Mas a pergunta que fica é: o que levou o maior negócio do Ahtletico ao fracasso? O site UmDois Esportes publicou, nesta segunda-feira (2), os bastidores da negociação que melou (leia a matéria original). Foram semanas de tratativas até a chegada de Cetré a Curitiba no último sábado (31), sob forte esquema de segurança.
Após desembarcar em Curitiba e realizar exames no CT do Caju, foram detectadas lesões nos joelhos (menisco e platô tibial), além de um problema coronariano, no sistema cardiológico.

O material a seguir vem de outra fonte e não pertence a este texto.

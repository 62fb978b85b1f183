use std::collections::BTreeSet;

use chrono::Utc;
use sift_core::{
    AspectRatio, CanonicalImage, HookAnalysis, HookClassification, HookComponents, PostRecord,
    QualityAssessment,
};

use super::*;

fn image(url: &str, quality: Option<(QualityTier, AspectRatio, u8)>) -> ImageItem {
    ImageItem {
        image: CanonicalImage {
            canonical_url: url.to_string(),
            thumbnail_url: url.to_string(),
            source_alt: String::new(),
            source_link: None,
            captured_at: Utc::now(),
        },
        quality: quality.map(|(tier, ratio, score)| QualityAssessment {
            width: 1080,
            height: 1920,
            matched_ratio: Some(ratio),
            tier,
            score,
        }),
    }
}

fn post(hook: &str, category: HookCategory, quality: f64, multi: bool) -> ClassifiedPost {
    ClassifiedPost {
        post: PostRecord {
            hook: hook.to_string(),
            is_multi_image: multi,
            hashtags: BTreeSet::new(),
            ..PostRecord::default()
        },
        classification: HookClassification {
            category_weights: BTreeMap::from([(category, 1.0)]),
            primary_category: category,
            quality_score: quality,
        },
        analysis: HookAnalysis::default(),
        components: HookComponents::default(),
    }
}

// -----------------------------------------------------------------------
// images
// -----------------------------------------------------------------------

#[test]
fn images_are_bucketed_by_tier_then_ratio() {
    let nine_sixteen = AspectRatio::new(9, 16);
    let three_four = AspectRatio::new(3, 4);
    let items = vec![
        image("a", Some((QualityTier::Perfect, nine_sixteen, 100))),
        image("b", Some((QualityTier::Croppable, three_four, 70))),
        image("c", None),
        image("d", Some((QualityTier::Perfect, nine_sixteen, 90))),
    ];

    let report = aggregate_images(&items);

    let perfect = &report.by_tier[&QualityTier::Perfect]["9:16"];
    let urls: Vec<&str> = perfect.iter().map(|i| i.image.canonical_url.as_str()).collect();
    assert_eq!(urls, vec!["a", "d"]);
    assert_eq!(report.by_tier[&QualityTier::Croppable]["3:4"].len(), 1);
    assert_eq!(report.unrated.len(), 1);

    assert_eq!(report.summary.total, 4);
    assert_eq!(report.summary.per_tier[&QualityTier::Perfect], 2);
    assert_eq!(report.summary.per_ratio["9:16"], 2);
    let avg = report.summary.average_score.unwrap();
    assert!((avg - 260.0 / 3.0).abs() < 1e-9);
}

#[test]
fn no_rated_images_means_no_average() {
    let report = aggregate_images(&[image("x", None)]);
    assert!(report.summary.average_score.is_none());
    assert!(report.by_tier.is_empty());
}

#[test]
fn image_report_serializes_tiers_as_lowercase_keys() {
    let items = vec![image("a", Some((QualityTier::Perfect, AspectRatio::new(1, 1), 95)))];
    let json = serde_json::to_value(aggregate_images(&items)).unwrap();
    assert_eq!(json["by_tier"]["perfect"]["1:1"][0]["canonical_url"], "a");
    assert_eq!(json["summary"]["per_tier"]["perfect"], 1);
}

// -----------------------------------------------------------------------
// posts
// -----------------------------------------------------------------------

#[test]
fn posts_are_grouped_by_primary_category() {
    let posts = vec![
        post("How to start?", HookCategory::Question, 0.5, true),
        post("This is amazing!", HookCategory::Statement, 0.7, true),
        post("Why not?", HookCategory::Question, 0.3, false),
        post("", HookCategory::Unknown, 0.1, true),
    ];
    let report = aggregate_posts(&posts);

    assert_eq!(report.by_category[&HookCategory::Question].len(), 2);
    assert_eq!(report.summary.total_posts, 4);
    assert_eq!(report.summary.multi_image_posts, 3);
    assert_eq!(report.summary.hook_count, 3);
    assert_eq!(report.summary.per_category[&HookCategory::Unknown], 1);

    let stats = report.hook_statistics.unwrap();
    assert!((stats.avg_quality_score - 0.5).abs() < 1e-9);
    assert!((stats.max_quality_score - 0.7).abs() < 1e-9);
    assert!((stats.min_quality_score - 0.3).abs() < 1e-9);
    assert!((stats.avg_word_count - 8.0 / 3.0).abs() < 1e-9);
}

#[test]
fn empty_post_set_has_no_statistics() {
    let report = aggregate_posts(&[]);
    assert!(report.hook_statistics.is_none());
    assert_eq!(report.patterns.length_distribution.values().sum::<usize>(), 0);
    assert_eq!(report.patterns.length_distribution.len(), 5);
}

#[test]
fn patterns_count_openings_endings_and_words() {
    let hooks = [
        "How to style a small desk",
        "How to light a small room",
        "Desk tour",
    ];
    let patterns = hook_patterns(&hooks);

    assert_eq!(
        patterns.common_openings[0],
        PhraseCount {
            pattern: "how to".to_string(),
            count: 2
        }
    );
    assert_eq!(patterns.common_endings.len(), 2, "two-word hooks have no ending");
    assert_eq!(patterns.frequent_words[0].pattern, "how");
    assert!(patterns.frequent_words.iter().all(|w| w.pattern != "to" && w.pattern != "a"));
    let desk = patterns.frequent_words.iter().find(|w| w.pattern == "desk").unwrap();
    assert_eq!(desk.count, 2);
}

#[test]
fn length_distribution_uses_char_buckets() {
    let twenty = "é".repeat(20);
    let twenty_one = "x".repeat(21);
    let long = "y".repeat(81);
    let patterns = hook_patterns(&[twenty.as_str(), twenty_one.as_str(), long.as_str()]);
    assert_eq!(patterns.length_distribution["0-20"], 1);
    assert_eq!(patterns.length_distribution["21-40"], 1);
    assert_eq!(patterns.length_distribution["81+"], 1);
    assert_eq!(patterns.length_distribution["61-80"], 0);
}

// -----------------------------------------------------------------------
// combined
// -----------------------------------------------------------------------

#[test]
fn aggregate_combines_both_reports() {
    let images = vec![image("a", Some((QualityTier::Perfect, AspectRatio::new(4, 5), 88)))];
    let posts = vec![post("Top 5 tips", HookCategory::List, 0.4, true)];
    let combined = aggregate(&images, &posts);
    assert_eq!(combined.summary.images.total, 1);
    assert_eq!(combined.summary.posts.total_posts, 1);
    assert!(combined.by_tier.contains_key(&QualityTier::Perfect));
    assert!(combined.by_category.contains_key(&HookCategory::List));
}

Embora parte do estafe do atleta e alguns profissionais de saúde acreditassem que as condições não impediriam o desempenho em campo, o presidente Mario Celso Petraglia optou por uma postura conservadora. Seguindo a recomendação do chefe do setor de saúde, o mandatário vetou o negócio e cancelou a nova bateria de exames prevista para esta segunda-feira (2).
Desdobramentos e Versões
Do lado do Athletico, o clube optou pelo silêncio ético sobre o estado de saúde de Cetré, limitando-se a repostar a nota do Estudiantes, clube argentino o qual o atacante permanecerá defendendo. O clube de La Plata alegou apenas “divergência entre as instituições”. Contudo, a imprensa argentina especula que o Athletico teria desistido do acordo financeiro.
Cetré já retornou à Argentina. Embora fora do jogo contra o Defensa y Justicia, a expectativa é que ele retome os treinos com o técnico Eduardo Domínguez e esteja disponível para enfrentar o Deportivo Riestra no dia 9.